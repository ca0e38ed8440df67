//!
//! Math library for bone transforms.
//!
//! Poses are arrays of `Transform` (translation, rotation, scale). Global transforms are
//! composed from local ones as `parent.mul_transform(&local)`, and decomposed back with
//! `global.relative_to(&parent)`. Both directions are exact inverses of each other for
//! non-degenerate scales.
//!

use glam::{Mat4, Quat, Vec3};

use crate::base::{KINDA_SMALL_NUMBER, SMALL_NUMBER};

#[derive(Debug, Clone, Copy, PartialEq)]
#[cfg_attr(feature = "serde", derive(serde::Serialize, serde::Deserialize))]
pub struct Transform {
    pub translation: Vec3,
    pub rotation: Quat,
    pub scale: Vec3,
}

impl Default for Transform {
    #[inline]
    fn default() -> Transform {
        return Transform::IDENTITY;
    }
}

impl Transform {
    pub const IDENTITY: Transform = Transform {
        translation: Vec3::ZERO,
        rotation: Quat::IDENTITY,
        scale: Vec3::ONE,
    };

    #[inline]
    pub const fn new(translation: Vec3, rotation: Quat, scale: Vec3) -> Transform {
        return Transform {
            translation,
            rotation,
            scale,
        };
    }

    #[inline]
    pub const fn from_translation(translation: Vec3) -> Transform {
        return Transform {
            translation,
            rotation: Quat::IDENTITY,
            scale: Vec3::ONE,
        };
    }

    #[inline]
    pub const fn from_rotation(rotation: Quat) -> Transform {
        return Transform {
            translation: Vec3::ZERO,
            rotation,
            scale: Vec3::ONE,
        };
    }

    #[inline]
    pub const fn from_rotation_translation(rotation: Quat, translation: Vec3) -> Transform {
        return Transform {
            translation,
            rotation,
            scale: Vec3::ONE,
        };
    }

    /// Composes `child` (expressed in the space of `self`) into the space `self` lives in.
    #[inline]
    pub fn mul_transform(&self, child: &Transform) -> Transform {
        return Transform {
            translation: self.transform_point(child.translation),
            rotation: (self.rotation * child.rotation).normalize(),
            scale: self.scale * child.scale,
        };
    }

    /// Expresses `self` in the space of `parent`.
    ///
    /// `parent.mul_transform(&self.relative_to(parent)) == self` for any `parent` without
    /// zero scale components.
    #[inline]
    pub fn relative_to(&self, parent: &Transform) -> Transform {
        let inv_rotation = parent.rotation.inverse();
        let inv_scale = safe_scale_recip(parent.scale);
        return Transform {
            translation: (inv_rotation * (self.translation - parent.translation)) * inv_scale,
            rotation: (inv_rotation * self.rotation).normalize(),
            scale: self.scale * inv_scale,
        };
    }

    /// Inverse transform. Exact for uniform scale, approximate for non-uniform scale.
    #[inline]
    pub fn inverse(&self) -> Transform {
        return Transform::IDENTITY.relative_to(self);
    }

    #[inline]
    pub fn transform_point(&self, point: Vec3) -> Vec3 {
        return self.rotation * (self.scale * point) + self.translation;
    }

    #[inline]
    pub fn transform_vector(&self, vector: Vec3) -> Vec3 {
        return self.rotation * (self.scale * vector);
    }

    #[inline]
    pub fn inverse_transform_point(&self, point: Vec3) -> Vec3 {
        return (self.rotation.inverse() * (point - self.translation)) * safe_scale_recip(self.scale);
    }

    #[inline]
    pub fn inverse_transform_vector(&self, vector: Vec3) -> Vec3 {
        return (self.rotation.inverse() * vector) * safe_scale_recip(self.scale);
    }

    #[inline]
    pub fn to_mat4(&self) -> Mat4 {
        return Mat4::from_scale_rotation_translation(self.scale, self.rotation, self.translation);
    }

    /// Decomposes a TRS matrix. Shear is dropped.
    #[inline]
    pub fn from_mat4(mat: &Mat4) -> Transform {
        let (scale, rotation, translation) = mat.to_scale_rotation_translation();
        return Transform {
            translation,
            rotation,
            scale,
        };
    }

    /// Blends translation and scale linearly, rotation with `quat_blend`.
    #[inline]
    pub fn lerp(from: &Transform, to: &Transform, alpha: f32) -> Transform {
        return Transform {
            translation: from.translation.lerp(to.translation, alpha),
            rotation: quat_blend(from.rotation, to.rotation, alpha),
            scale: from.scale.lerp(to.scale, alpha),
        };
    }

    #[inline]
    pub fn is_finite(&self) -> bool {
        return self.translation.is_finite() && self.rotation.is_finite() && self.scale.is_finite();
    }

    #[inline]
    pub fn abs_diff_eq(&self, other: &Transform, max_abs_diff: f32) -> bool {
        return self.translation.abs_diff_eq(other.translation, max_abs_diff)
            && quat_abs_diff_eq(self.rotation, other.rotation, max_abs_diff)
            && self.scale.abs_diff_eq(other.scale, max_abs_diff);
    }
}

/// Component-wise reciprocal, 0 where the component is near zero.
#[inline]
pub fn safe_scale_recip(scale: Vec3) -> Vec3 {
    #[inline(always)]
    fn recip(v: f32) -> f32 {
        if v.abs() <= SMALL_NUMBER {
            0.0
        } else {
            1.0 / v
        }
    }
    return Vec3::new(recip(scale.x), recip(scale.y), recip(scale.z));
}

/// `num / den`, or `fallback` when `den` is near zero.
#[inline]
pub fn safe_div(num: f32, den: f32, fallback: f32) -> f32 {
    if den.abs() <= SMALL_NUMBER {
        return fallback;
    }
    return num / den;
}

/// Normalized vector, or `None` for near-zero input.
#[inline]
pub fn safe_normalize(v: Vec3) -> Option<Vec3> {
    let len2 = v.length_squared();
    if len2 <= KINDA_SMALL_NUMBER * KINDA_SMALL_NUMBER {
        return None;
    }
    return Some(v / len2.sqrt());
}

/// Same orientation test, `q` and `-q` are considered equal.
#[inline]
pub fn quat_abs_diff_eq(a: Quat, b: Quat, max_abs_diff: f32) -> bool {
    return a.abs_diff_eq(b, max_abs_diff) || a.abs_diff_eq(-b, max_abs_diff);
}

/// Normalized linear blend between two rotations along the shortest path.
#[inline]
pub fn quat_blend(from: Quat, to: Quat, alpha: f32) -> Quat {
    if alpha <= 0.0 {
        return from;
    }
    if alpha >= 1.0 {
        return to;
    }
    let to = if from.dot(to) < 0.0 { -to } else { to };
    let blended = from * (1.0 - alpha) + to * alpha;
    let len2 = blended.length_squared();
    if len2 <= SMALL_NUMBER {
        return from;
    }
    return blended / len2.sqrt();
}

/// Shortest arc rotation taking direction `from` onto direction `to`.
/// Degenerate inputs yield identity.
#[inline]
pub fn quat_from_vectors(from: Vec3, to: Vec3) -> Quat {
    let (from, to) = match (safe_normalize(from), safe_normalize(to)) {
        (Some(from), Some(to)) => (from, to),
        _ => return Quat::IDENTITY,
    };
    return Quat::from_rotation_arc(from, to);
}

/// Splits `rotation` into `swing * twist` where `twist` rotates about `twist_axis`.
pub fn quat_swing_twist(rotation: Quat, twist_axis: Vec3) -> (Quat, Quat) {
    let axis = match safe_normalize(twist_axis) {
        Some(axis) => axis,
        None => return (rotation, Quat::IDENTITY),
    };
    let projection = Vec3::new(rotation.x, rotation.y, rotation.z).dot(axis) * axis;
    let twist = Quat::from_xyzw(projection.x, projection.y, projection.z, rotation.w);
    let len2 = twist.length_squared();
    let twist = if len2 <= SMALL_NUMBER {
        Quat::IDENTITY
    } else {
        twist / len2.sqrt()
    };
    let swing = (rotation * twist.inverse()).normalize();
    return (swing, twist);
}

/// Yaw angle (about +Z) of the horizontal projection of `v`.
#[inline]
pub fn yaw_of(v: Vec3) -> Option<f32> {
    if v.x.abs() <= SMALL_NUMBER && v.y.abs() <= SMALL_NUMBER {
        return None;
    }
    return Some(v.y.atan2(v.x));
}

#[cfg(test)]
mod tests {
    use core::f32::consts;
    use rand::{Rng, SeedableRng};

    use super::*;

    fn random_transform(rng: &mut impl Rng, uniform: bool) -> Transform {
        let axis = Vec3::new(rng.gen_range(-1.0..1.0), rng.gen_range(-1.0..1.0), rng.gen_range(0.1..1.0)).normalize();
        let scale = if uniform {
            Vec3::splat(rng.gen_range(0.5..2.0))
        } else {
            Vec3::new(rng.gen_range(0.5..2.0), rng.gen_range(0.5..2.0), rng.gen_range(0.5..2.0))
        };
        return Transform::new(
            Vec3::new(rng.gen_range(-50.0..50.0), rng.gen_range(-50.0..50.0), rng.gen_range(-50.0..50.0)),
            Quat::from_axis_angle(axis, rng.gen_range(-consts::PI..consts::PI)),
            scale,
        );
    }

    #[test]
    fn test_relative_round_trip() {
        let mut rng = rand::rngs::StdRng::seed_from_u64(7);
        for _ in 0..64 {
            let parent = random_transform(&mut rng, false);
            let global = random_transform(&mut rng, false);
            let local = global.relative_to(&parent);
            let back = parent.mul_transform(&local);
            assert!(back.abs_diff_eq(&global, 1e-3), "{:?} {:?}", back, global);
        }
    }

    #[test]
    fn test_inverse() {
        let mut rng = rand::rngs::StdRng::seed_from_u64(11);
        for _ in 0..32 {
            let t = random_transform(&mut rng, true);
            let identity = t.mul_transform(&t.inverse());
            assert!(identity.abs_diff_eq(&Transform::IDENTITY, 1e-4));
            let p = Vec3::new(1.0, -2.0, 3.0);
            assert!(t.inverse_transform_point(t.transform_point(p)).abs_diff_eq(p, 1e-3));
        }
    }

    #[test]
    fn test_mat4() {
        let t = Transform::new(
            Vec3::new(1.0, 2.0, 3.0),
            Quat::from_rotation_z(consts::FRAC_PI_3),
            Vec3::splat(2.0),
        );
        let m = t.to_mat4();
        assert!(m
            .transform_point3(Vec3::X)
            .abs_diff_eq(t.transform_point(Vec3::X), 1e-5));
        assert!(Transform::from_mat4(&m).abs_diff_eq(&t, 1e-5));
    }

    #[test]
    fn test_zero_scale_is_safe() {
        let parent = Transform::new(Vec3::ONE, Quat::IDENTITY, Vec3::ZERO);
        let local = Transform::from_translation(Vec3::X).relative_to(&parent);
        assert!(local.is_finite());
    }

    #[test]
    fn test_quat_blend() {
        let a = Quat::IDENTITY;
        let b = Quat::from_rotation_z(consts::FRAC_PI_2);
        assert_eq!(quat_blend(a, b, 0.0), a);
        assert_eq!(quat_blend(a, b, 1.0), b);
        let half = quat_blend(a, b, 0.5);
        assert!(quat_abs_diff_eq(half, Quat::from_rotation_z(consts::FRAC_PI_4), 1e-4));

        // shortest path with negated input
        let half = quat_blend(a, -b, 0.5);
        assert!(quat_abs_diff_eq(half, Quat::from_rotation_z(consts::FRAC_PI_4), 1e-4));
    }

    #[test]
    fn test_quat_from_vectors() {
        let q = quat_from_vectors(Vec3::X, Vec3::Y * 3.0);
        assert!((q * Vec3::X).abs_diff_eq(Vec3::Y, 1e-5));
        assert_eq!(quat_from_vectors(Vec3::ZERO, Vec3::Y), Quat::IDENTITY);
    }

    #[test]
    fn test_swing_twist() {
        let twist = Quat::from_rotation_z(0.7);
        let swing = Quat::from_rotation_x(0.4);
        let (s, t) = quat_swing_twist(swing * twist, Vec3::Z);
        assert!(quat_abs_diff_eq(t, twist, 1e-4));
        assert!(quat_abs_diff_eq(s * t, swing * twist, 1e-4));

        let (s, t) = quat_swing_twist(Quat::from_rotation_x(consts::PI), Vec3::Z);
        assert!(t.is_finite() && s.is_finite());
    }

    #[test]
    fn test_safe_helpers() {
        assert_eq!(safe_div(1.0, 0.0, 5.0), 5.0);
        assert_eq!(safe_div(1.0, 2.0, 5.0), 0.5);
        assert_eq!(safe_normalize(Vec3::ZERO), None);
        assert_eq!(safe_normalize(Vec3::new(0.0, 0.0, 2.0)), Some(Vec3::Z));
        assert_eq!(yaw_of(Vec3::Z), None);
        assert!((yaw_of(Vec3::Y).unwrap() - consts::FRAC_PI_2).abs() < 1e-6);
    }
}
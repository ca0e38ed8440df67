use std::sync::Arc;

use crate::ik_rig_solver::{IKRigSolver, IKRigSolverFactory};
use crate::op::{impl_op_settings, OpHeader, OpInitContext, OpKind, OpRunContext, RetargetOp};
use crate::rig::IKRigDefinition;

///
/// Settings of `RunIKRigOp`.
///
/// Neither field is serialized: hosts attach the rig and the solver at runtime. A missing
/// rig falls back to the asset's target rig, a missing solver disables the op.
///
#[derive(Debug, Clone, Default)]
#[cfg_attr(feature = "serde", derive(serde::Serialize, serde::Deserialize))]
pub struct RunIKRigSettings {
    #[cfg_attr(feature = "serde", serde(skip))]
    pub ik_rig: Option<Arc<IKRigDefinition>>,
    #[cfg_attr(feature = "serde", serde(skip))]
    pub solver: Option<Arc<dyn IKRigSolverFactory>>,
}

impl PartialEq for RunIKRigSettings {
    fn eq(&self, other: &RunIKRigSettings) -> bool {
        let same_rig = match (&self.ik_rig, &other.ik_rig) {
            (Some(a), Some(b)) => Arc::ptr_eq(a, b),
            (None, None) => true,
            _ => false,
        };
        let same_solver = match (&self.solver, &other.solver) {
            (Some(a), Some(b)) => Arc::ptr_eq(a, b),
            (None, None) => true,
            _ => false,
        };
        return same_rig && same_solver;
    }
}

impl RunIKRigSettings {
    pub fn new(ik_rig: Option<Arc<IKRigDefinition>>, solver: Arc<dyn IKRigSolverFactory>) -> RunIKRigSettings {
        return RunIKRigSettings {
            ik_rig,
            solver: Some(solver),
        };
    }

    #[inline]
    pub fn requires_reinit(&self, other: &RunIKRigSettings) -> bool {
        return self != other;
    }
}

///
/// Runs the IK solver on the target pose, using the goals its child ops wrote.
///
/// Child ops (`IKChainsOp`, `StrideWarpOp`) run before this op in the stack.
///
#[derive(Debug)]
pub struct RunIKRigOp {
    header: OpHeader,
    settings: RunIKRigSettings,
    solver: Option<Box<dyn IKRigSolver>>,
}

impl Clone for RunIKRigOp {
    fn clone(&self) -> RunIKRigOp {
        // solvers are recreated at initialization
        return RunIKRigOp {
            header: self.header.clone(),
            settings: self.settings.clone(),
            solver: None,
        };
    }
}

impl RunIKRigOp {
    pub fn new(name: impl Into<String>, settings: RunIKRigSettings) -> RunIKRigOp {
        return RunIKRigOp {
            header: OpHeader::new(name),
            settings,
            solver: None,
        };
    }

    #[inline]
    pub fn solver(&self) -> Option<&dyn IKRigSolver> {
        return self.solver.as_deref();
    }
}

impl RetargetOp for RunIKRigOp {
    impl_op_settings!(RunIKRig);

    fn kind(&self) -> OpKind {
        return OpKind::RunIKRig;
    }

    fn initialize(&mut self, ctx: &mut OpInitContext) -> bool {
        self.solver = None;
        let rig = match &self.settings.ik_rig {
            Some(rig) => rig.clone(),
            None => ctx.target_rig.clone(),
        };
        let factory = match &self.settings.solver {
            Some(factory) => factory,
            None => {
                ctx.log
                    .warning(format!("{}: no IK solver attached to rig '{}'", self.header.name, rig.name));
                return false;
            }
        };

        ctx.goals.add_rig_goals(&rig);
        let mut solver = factory.create();
        if !solver.initialize(&rig, ctx.target.skeleton(), ctx.goals) {
            ctx.log.warning(format!(
                "{}: IK rig '{}' could not be initialized on the target skeleton",
                self.header.name, rig.name
            ));
            return false;
        }
        self.solver = Some(solver);
        return true;
    }

    fn run(&mut self, ctx: &mut OpRunContext) {
        if ctx.frame.is_ik_disabled() {
            return;
        }
        let solver = match &mut self.solver {
            Some(solver) => solver,
            None => return,
        };
        solver.set_input_pose(ctx.target_pose);
        solver.solve(&ctx.frame.goals);
        let output = solver.output_pose();
        if output.len() == ctx.target_pose.len() {
            ctx.target_pose.copy_from_slice(output);
        }
    }

    fn ik_rig(&self) -> Option<&Arc<IKRigDefinition>> {
        return self.settings.ik_rig.as_ref();
    }
}

#[cfg(test)]
mod tests {
    use glam::Vec3;

    use super::*;
    use crate::ik_goal::IKGoalSpace;
    use crate::test_utils::{GoalSnapSolverFactory, OpHarness};

    #[test]
    fn test_run_solver() {
        let mut harness = OpHarness::new(1.0, 1.0);
        let mut op = RunIKRigOp::new("IK", RunIKRigSettings::new(None, Arc::new(GoalSnapSolverFactory)));
        assert!(harness.initialize(&mut op, None));
        assert_eq!(harness.frame.goals.len(), 4);
        assert!(op.ik_rig().is_none());

        let source = harness.source_pose(|_, _| {});
        harness.target.generate_base_pose();
        harness.frame.reset(false);
        {
            let goal = harness.frame.goals.goal_mut("LeftFootIK").unwrap();
            goal.position = Vec3::new(10.0, 20.0, 5.0);
            goal.position_alpha = 1.0;
            goal.space = IKGoalSpace::Component;
        }
        let output = harness.run_again(&mut op, &source);
        let foot = harness.target_bone("foot_l");
        assert!(output[foot].translation.abs_diff_eq(Vec3::new(10.0, 20.0, 5.0), 1e-4));

        // forced off
        harness.target.generate_base_pose();
        harness.frame.reset(true);
        let output = harness.run_again(&mut op, &source);
        assert_eq!(output.as_slice(), harness.target.retarget_global_pose());
    }

    #[test]
    fn test_missing_solver() {
        let mut harness = OpHarness::new(1.0, 1.0);
        let mut op = RunIKRigOp::new("IK", RunIKRigSettings::default());
        assert!(!harness.initialize(&mut op, None));
        assert!(op.solver().is_none());

        let cloned = RunIKRigOp::new("IK", RunIKRigSettings::new(None, Arc::new(GoalSnapSolverFactory)));
        let settings = cloned.settings();
        assert_eq!(op.set_settings(&settings), Ok(true));
        assert_eq!(op.set_settings(&settings), Ok(false));
    }
}
//!
//! Base types, traits and utils.
//!

use std::collections::hash_map::DefaultHasher;
use std::fmt::Debug;
use std::hash::BuildHasher;
use thiserror::Error;

/// Retarget error type.
#[derive(Error, Debug, Clone, PartialEq)]
pub enum RetargetError {
    /// Lock poisoned, only happens when reading debug snapshots.
    #[error("Lock poisoned")]
    LockPoison,
    /// Invalid bone index.
    #[error("Invalid index")]
    InvalidIndex,
    /// Bone names, parents and rest poses do not describe a valid depth-first hierarchy.
    #[error("Invalid hierarchy: {0}")]
    InvalidHierarchy(String),

    /// Processor initialized without a source skeleton.
    #[error("Missing source skeleton")]
    MissingSourceSkeleton,
    /// Processor initialized without a target skeleton.
    #[error("Missing target skeleton")]
    MissingTargetSkeleton,
    /// Processor initialized without a retarget asset.
    #[error("Missing retarget asset")]
    MissingAsset,
    /// Processor initialized without an IK rig on one side.
    #[error("Missing IK rig")]
    MissingRig,

    /// A bone referenced by name was not found.
    #[error("Missing bone: {0}")]
    MissingBone(String),
    /// A chain referenced by name was not found or is invalid.
    #[error("Missing chain: {0}")]
    MissingChain(String),
    /// An IK goal referenced by name was not found.
    #[error("Missing goal: {0}")]
    MissingGoal(String),
    /// A retarget pose referenced by name was not found.
    #[error("Missing pose: {0}")]
    MissingPose(String),

    /// An op is parented to a missing op, or to an op of the wrong kind.
    #[error("Invalid parent op: {0}")]
    InvalidParentOp(String),
    /// Settings blob kind does not match the op kind.
    #[error("Settings mismatch: {0}")]
    SettingsMismatch(String),
}

impl RetargetError {
    pub fn is_lock_poison(&self) -> bool {
        matches!(self, RetargetError::LockPoison)
    }

    pub fn is_invalid_index(&self) -> bool {
        matches!(self, RetargetError::InvalidIndex)
    }

    pub fn is_invalid_hierarchy(&self) -> bool {
        matches!(self, RetargetError::InvalidHierarchy(_))
    }

    /// Missing skeletons or asset. These keep the processor from initializing at all.
    pub fn is_fatal(&self) -> bool {
        matches!(
            self,
            RetargetError::MissingSourceSkeleton | RetargetError::MissingTargetSkeleton | RetargetError::MissingAsset
        )
    }

    /// Missing bones, chains, goals, rigs or parents. These only disable the op that hit them.
    pub fn is_op_local(&self) -> bool {
        matches!(
            self,
            RetargetError::MissingBone(_)
                | RetargetError::MissingChain(_)
                | RetargetError::MissingGoal(_)
                | RetargetError::MissingRig
                | RetargetError::InvalidParentOp(_)
        )
    }

    pub fn is_invalid_parent_op(&self) -> bool {
        matches!(self, RetargetError::InvalidParentOp(_))
    }

    pub fn is_settings_mismatch(&self) -> bool {
        matches!(self, RetargetError::SettingsMismatch(_))
    }
}

/// Defines the index of the parent of the root bone (which has no parent in fact).
pub const NO_PARENT: i32 = -1;

/// Defines the maximum number of bones a skeleton may carry.
pub const SKELETON_MAX_BONES: usize = 65535;

/// Lengths below this are treated as degenerate.
pub const KINDA_SMALL_NUMBER: f32 = 1e-4;

/// Divisors below this are replaced before dividing.
pub const SMALL_NUMBER: f32 = 1e-8;

/// Which skeleton of the retargeter something belongs to.
#[derive(Debug, Clone, Copy, PartialEq, Eq, Hash)]
#[cfg_attr(feature = "serde", derive(serde::Serialize, serde::Deserialize))]
pub enum RetargetSide {
    Source,
    Target,
}

impl RetargetSide {
    #[inline]
    pub fn as_str(&self) -> &'static str {
        return match self {
            RetargetSide::Source => "source",
            RetargetSide::Target => "target",
        };
    }
}

/// A hasher builder that creates `DefaultHasher` with default keys.
///
/// Keeps map iteration order stable across runs, so that ops touching the goal container
/// or the pose map behave the same on every machine.
#[derive(Debug, Default, Clone, Copy)]
pub struct DeterministicState;

impl DeterministicState {
    /// Creates a new `DeterministicState` that builds `DefaultHasher` with default keys.
    pub const fn new() -> DeterministicState {
        DeterministicState
    }
}

impl BuildHasher for DeterministicState {
    type Hasher = DefaultHasher;

    fn build_hasher(&self) -> DefaultHasher {
        DefaultHasher::default()
    }
}

/// `HashMap` keyed with `DeterministicState`.
pub type DeterministicMap<K, V> = std::collections::HashMap<K, V, DeterministicState>;

/// Creates an empty `DeterministicMap`.
#[inline]
pub fn deterministic_map<K, V>() -> DeterministicMap<K, V> {
    return DeterministicMap::with_hasher(DeterministicState::new());
}

/// Allow usize/i32/i16 use as bone index.
pub trait BoneIndex {
    fn usize(&self) -> usize;
    fn i32(&self) -> i32;
}

macro_rules! bone_index {
    ($type:ty) => {
        impl BoneIndex for $type {
            #[inline(always)]
            fn usize(&self) -> usize {
                *self as usize
            }

            #[inline(always)]
            fn i32(&self) -> i32 {
                *self as i32
            }
        }
    };
}

bone_index!(usize);
bone_index!(i32);
bone_index!(i16);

● ● ● ●

Your assignment: Write out each line of the data that holds the string "LockPoison".

Solution for this task:
    LockPoison,
        matches!(self, RetargetError::LockPoison)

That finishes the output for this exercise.